Aim To evaluate the effects of 2.8% or 10% calcium chloride (CaCl 2 ) in calcium aluminate cement (CAC) with either bismuth oxide (Bi 2 O 3 ) or zinc oxide (ZnO) as radiopacifiers on the progression of osteogenic cell cultures. Methodology Rat calvaria‐derived cells were grown on Thermanox ® coverslips for 24 h and exposed to samples of (i) CAC b: with 2.8% CaCl 2 and 25% Bi 2 O 3 ; (ii) CAC b+: with 10% CaCl 2 and 25% Bi 2 O 3 ; (iii) CAC z: with 2.8% CaCl 2 and 25% ZnO; or (iv) CAC z+: with 10% CaCl 2 and 25% ZnO, placed on inserts. Nonexposed cultures served as the control. Calcium and phosphorus contents in culture media were quantified.
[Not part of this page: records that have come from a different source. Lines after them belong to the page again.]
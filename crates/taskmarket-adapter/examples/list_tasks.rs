/*
[INPUT]:  Gateway URL and contract address (env or defaults)
[OUTPUT]: Printed task board with normalized statuses
[POS]:    Examples - read-only board listing
[UPDATE]: When the listing API changes
*/

use taskmarket_adapter::GatewayClient;

/// Example: List the first page of the task board (no wallet required)
#[tokio::main]
async fn main() {
    let gateway_url = std::env::var("TASKMARKET_GATEWAY")
        .unwrap_or_else(|_| "https://devnet-gateway.multiversx.com".to_string());
    let contract = std::env::var("TASKMARKET_CONTRACT")
        .unwrap_or_else(|_| "erd1qqqqqqqqqqqqqpgqfgayg3ykmn6jluazdfhka02y3q9vjc8wnc0syn2dwx".to_string());

    let client = match GatewayClient::new(&gateway_url) {
        Ok(client) => client,
        Err(err) => {
            eprintln!("Failed to create client: {err}");
            return;
        }
    };

    println!("Fetching tasks from {contract}...\n");
    match client.list_tasks(&contract, 0, 10).await {
        Ok(tasks) if tasks.is_empty() => println!("No tasks found."),
        Ok(tasks) => {
            for task in tasks {
                println!(
                    "#{} [{}] {} | reward {} base units | workers {}/{}",
                    task.id,
                    task.status,
                    task.docker_image_uri,
                    task.reward_amount,
                    task.submissions_count,
                    task.max_workers,
                );
            }
        }
        Err(err) => eprintln!("Error fetching tasks: {err}"),
    }
}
The effects of the cements on cell apoptosis, cell viability and acquisition of the osteogenic cell phenotype were evaluated. Data were compared by Kruskal–Wallis test (α = 5%). Results CAC b+ promoted the highest levels of calcium in the culture media; CAC z+, the lowest levels of phosphorus ( P  < 0.05). CAC z+ and CAC b increased cell apoptosis ( P  < 0.05). CAC b reduced cell viability ( P  < 0.05) and the expression of the osteoblastic phenotype. CAC z+ and CAC b+ promoted greater cell differentiation and matrix mineralization compared to CAC z and CAC b ( P  < 0.05). Conclusion For CAC with the lower CaCl 2 content, the use of Bi 2 O 3 was detrimental for osteoblastic cell survival and differentiation compared to ZnO, while CAC with the higher CaCl 2 content supported the acquisition of the osteogenic cell phenotype in vitro regardless of the radiopacifier used. Thus, CAC with 10% CaCl 2 would potentially promote bone repair in the context of endodontic therapies.